WORK REQUIRED -
Across all the records below, count the lines that hold "should". State only that figure.

* * *

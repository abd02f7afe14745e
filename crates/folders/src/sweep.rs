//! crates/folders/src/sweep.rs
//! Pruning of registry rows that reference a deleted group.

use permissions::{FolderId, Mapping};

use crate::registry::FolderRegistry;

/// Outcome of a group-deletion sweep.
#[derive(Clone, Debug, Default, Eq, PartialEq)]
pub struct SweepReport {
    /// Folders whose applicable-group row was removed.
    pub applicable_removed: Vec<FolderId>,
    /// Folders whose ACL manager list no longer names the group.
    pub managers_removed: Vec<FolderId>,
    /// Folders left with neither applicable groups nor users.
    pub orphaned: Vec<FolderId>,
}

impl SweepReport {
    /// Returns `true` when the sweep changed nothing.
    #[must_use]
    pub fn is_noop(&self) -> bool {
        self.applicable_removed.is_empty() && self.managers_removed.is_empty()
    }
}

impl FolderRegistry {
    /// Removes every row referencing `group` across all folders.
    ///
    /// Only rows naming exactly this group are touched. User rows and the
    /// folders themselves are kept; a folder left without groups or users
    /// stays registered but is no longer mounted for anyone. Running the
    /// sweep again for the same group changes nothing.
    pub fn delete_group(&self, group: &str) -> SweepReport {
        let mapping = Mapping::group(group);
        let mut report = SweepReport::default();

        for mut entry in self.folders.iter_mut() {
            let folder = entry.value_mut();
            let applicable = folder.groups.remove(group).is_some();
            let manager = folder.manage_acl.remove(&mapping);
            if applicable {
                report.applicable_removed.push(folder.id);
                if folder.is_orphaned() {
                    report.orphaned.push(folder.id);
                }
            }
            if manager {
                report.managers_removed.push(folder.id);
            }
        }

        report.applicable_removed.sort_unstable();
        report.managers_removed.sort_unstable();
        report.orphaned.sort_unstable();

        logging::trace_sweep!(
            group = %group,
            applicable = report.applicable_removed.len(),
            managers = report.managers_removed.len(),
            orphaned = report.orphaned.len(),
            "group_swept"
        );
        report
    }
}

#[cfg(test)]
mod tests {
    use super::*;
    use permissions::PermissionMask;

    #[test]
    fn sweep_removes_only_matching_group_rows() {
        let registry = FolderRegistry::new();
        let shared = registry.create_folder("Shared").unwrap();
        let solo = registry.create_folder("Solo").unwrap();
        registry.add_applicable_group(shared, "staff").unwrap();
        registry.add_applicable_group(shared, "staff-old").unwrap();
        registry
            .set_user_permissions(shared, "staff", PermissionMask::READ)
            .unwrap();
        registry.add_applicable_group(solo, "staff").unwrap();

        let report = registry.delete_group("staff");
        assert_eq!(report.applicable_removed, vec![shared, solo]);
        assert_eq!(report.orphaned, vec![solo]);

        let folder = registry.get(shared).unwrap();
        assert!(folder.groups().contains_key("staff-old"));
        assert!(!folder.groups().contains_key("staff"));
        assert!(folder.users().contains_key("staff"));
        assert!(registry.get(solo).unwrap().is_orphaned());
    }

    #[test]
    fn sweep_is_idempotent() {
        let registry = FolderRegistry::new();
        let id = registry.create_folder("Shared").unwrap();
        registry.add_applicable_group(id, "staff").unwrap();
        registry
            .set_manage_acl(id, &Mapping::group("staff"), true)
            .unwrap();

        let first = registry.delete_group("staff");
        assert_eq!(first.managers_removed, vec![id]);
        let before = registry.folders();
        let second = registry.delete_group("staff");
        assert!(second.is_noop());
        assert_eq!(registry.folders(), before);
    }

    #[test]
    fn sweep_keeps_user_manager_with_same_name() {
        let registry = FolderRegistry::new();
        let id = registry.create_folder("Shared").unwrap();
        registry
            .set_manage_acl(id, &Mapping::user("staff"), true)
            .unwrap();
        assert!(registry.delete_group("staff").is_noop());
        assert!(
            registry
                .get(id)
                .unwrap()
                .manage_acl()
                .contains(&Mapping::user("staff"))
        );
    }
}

* * *

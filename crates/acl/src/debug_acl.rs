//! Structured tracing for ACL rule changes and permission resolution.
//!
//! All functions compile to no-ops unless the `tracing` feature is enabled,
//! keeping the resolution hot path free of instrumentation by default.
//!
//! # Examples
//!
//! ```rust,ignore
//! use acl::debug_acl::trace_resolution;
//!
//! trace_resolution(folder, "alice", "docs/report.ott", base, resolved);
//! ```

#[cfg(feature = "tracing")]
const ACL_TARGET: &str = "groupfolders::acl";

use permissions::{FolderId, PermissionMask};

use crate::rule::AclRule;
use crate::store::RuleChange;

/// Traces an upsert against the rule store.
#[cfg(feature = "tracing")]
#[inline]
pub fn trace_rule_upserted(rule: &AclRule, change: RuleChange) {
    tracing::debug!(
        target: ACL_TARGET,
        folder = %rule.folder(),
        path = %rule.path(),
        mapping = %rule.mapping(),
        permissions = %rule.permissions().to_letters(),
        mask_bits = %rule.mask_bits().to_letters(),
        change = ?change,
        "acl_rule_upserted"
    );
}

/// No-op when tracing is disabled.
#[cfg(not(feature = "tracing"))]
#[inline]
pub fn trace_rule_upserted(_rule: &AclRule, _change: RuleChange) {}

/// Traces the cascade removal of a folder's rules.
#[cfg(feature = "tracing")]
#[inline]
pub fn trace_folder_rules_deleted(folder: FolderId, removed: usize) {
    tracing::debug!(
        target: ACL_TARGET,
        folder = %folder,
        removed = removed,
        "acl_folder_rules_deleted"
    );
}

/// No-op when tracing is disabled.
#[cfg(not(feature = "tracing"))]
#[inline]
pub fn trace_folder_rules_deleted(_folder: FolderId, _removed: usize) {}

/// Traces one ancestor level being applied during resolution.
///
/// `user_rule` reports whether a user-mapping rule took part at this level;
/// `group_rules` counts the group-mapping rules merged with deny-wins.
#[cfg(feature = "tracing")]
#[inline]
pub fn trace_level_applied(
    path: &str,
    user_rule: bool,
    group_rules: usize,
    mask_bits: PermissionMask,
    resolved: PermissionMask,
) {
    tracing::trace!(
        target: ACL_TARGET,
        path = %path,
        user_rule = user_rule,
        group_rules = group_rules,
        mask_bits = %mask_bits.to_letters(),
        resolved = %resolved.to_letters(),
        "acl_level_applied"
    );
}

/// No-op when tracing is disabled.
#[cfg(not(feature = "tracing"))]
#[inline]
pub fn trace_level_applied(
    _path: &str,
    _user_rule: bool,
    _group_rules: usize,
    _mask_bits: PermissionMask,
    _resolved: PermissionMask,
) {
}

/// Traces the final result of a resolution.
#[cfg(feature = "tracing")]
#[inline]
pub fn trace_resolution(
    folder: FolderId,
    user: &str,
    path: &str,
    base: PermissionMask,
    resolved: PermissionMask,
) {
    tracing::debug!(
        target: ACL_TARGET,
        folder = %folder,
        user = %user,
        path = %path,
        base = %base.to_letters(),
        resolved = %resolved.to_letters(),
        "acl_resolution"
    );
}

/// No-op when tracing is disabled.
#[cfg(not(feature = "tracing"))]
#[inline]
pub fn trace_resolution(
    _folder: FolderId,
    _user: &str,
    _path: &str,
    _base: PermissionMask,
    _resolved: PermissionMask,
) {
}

* * *

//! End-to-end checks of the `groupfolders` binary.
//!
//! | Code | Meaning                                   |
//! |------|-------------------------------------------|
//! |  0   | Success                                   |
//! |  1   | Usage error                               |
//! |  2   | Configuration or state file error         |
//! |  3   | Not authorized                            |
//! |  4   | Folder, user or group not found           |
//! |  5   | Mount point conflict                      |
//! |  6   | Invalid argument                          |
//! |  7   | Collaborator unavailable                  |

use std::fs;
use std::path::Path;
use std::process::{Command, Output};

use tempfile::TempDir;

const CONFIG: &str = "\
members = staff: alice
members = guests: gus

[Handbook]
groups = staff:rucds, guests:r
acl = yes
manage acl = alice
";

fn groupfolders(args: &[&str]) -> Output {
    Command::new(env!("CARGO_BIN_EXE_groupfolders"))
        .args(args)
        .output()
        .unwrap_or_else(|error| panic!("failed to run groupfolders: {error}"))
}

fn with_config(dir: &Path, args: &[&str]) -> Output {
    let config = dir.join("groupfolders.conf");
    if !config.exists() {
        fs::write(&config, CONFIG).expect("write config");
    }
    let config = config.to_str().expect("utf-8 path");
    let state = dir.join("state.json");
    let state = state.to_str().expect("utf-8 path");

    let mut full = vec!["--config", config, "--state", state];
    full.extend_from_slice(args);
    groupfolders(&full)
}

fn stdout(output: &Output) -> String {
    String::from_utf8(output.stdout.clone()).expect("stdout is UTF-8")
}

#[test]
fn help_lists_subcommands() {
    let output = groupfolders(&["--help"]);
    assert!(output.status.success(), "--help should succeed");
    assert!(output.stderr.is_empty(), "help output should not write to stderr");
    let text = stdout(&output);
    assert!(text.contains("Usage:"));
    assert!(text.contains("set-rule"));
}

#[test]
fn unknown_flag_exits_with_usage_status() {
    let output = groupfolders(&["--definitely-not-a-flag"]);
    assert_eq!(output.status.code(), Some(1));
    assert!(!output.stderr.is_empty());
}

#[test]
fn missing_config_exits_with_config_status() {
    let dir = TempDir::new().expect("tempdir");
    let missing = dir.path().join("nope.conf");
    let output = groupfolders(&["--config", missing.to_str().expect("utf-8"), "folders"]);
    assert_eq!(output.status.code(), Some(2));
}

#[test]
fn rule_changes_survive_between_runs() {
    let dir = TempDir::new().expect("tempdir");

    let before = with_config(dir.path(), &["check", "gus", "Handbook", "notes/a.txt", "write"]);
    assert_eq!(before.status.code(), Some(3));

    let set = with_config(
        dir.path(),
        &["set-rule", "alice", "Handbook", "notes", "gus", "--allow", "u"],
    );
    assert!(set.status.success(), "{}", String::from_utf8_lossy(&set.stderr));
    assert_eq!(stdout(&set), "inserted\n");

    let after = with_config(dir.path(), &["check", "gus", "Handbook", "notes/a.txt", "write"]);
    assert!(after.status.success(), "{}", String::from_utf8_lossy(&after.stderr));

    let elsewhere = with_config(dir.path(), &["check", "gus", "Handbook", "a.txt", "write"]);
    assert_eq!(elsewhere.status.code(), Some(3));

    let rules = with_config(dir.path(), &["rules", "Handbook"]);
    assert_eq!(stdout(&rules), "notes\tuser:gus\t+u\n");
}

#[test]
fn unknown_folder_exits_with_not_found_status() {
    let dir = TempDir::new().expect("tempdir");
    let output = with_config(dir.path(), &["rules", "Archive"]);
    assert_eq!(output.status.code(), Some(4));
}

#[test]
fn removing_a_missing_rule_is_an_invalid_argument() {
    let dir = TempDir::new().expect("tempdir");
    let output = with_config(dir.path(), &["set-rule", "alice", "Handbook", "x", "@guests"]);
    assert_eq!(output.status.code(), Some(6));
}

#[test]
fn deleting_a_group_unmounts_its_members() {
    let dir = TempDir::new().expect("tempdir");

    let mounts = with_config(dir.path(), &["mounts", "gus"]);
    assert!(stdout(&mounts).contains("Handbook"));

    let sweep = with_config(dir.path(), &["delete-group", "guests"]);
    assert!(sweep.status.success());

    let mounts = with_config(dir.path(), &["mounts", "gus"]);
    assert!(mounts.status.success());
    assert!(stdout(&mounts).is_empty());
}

* * *

EXPECTED ANSWER -
2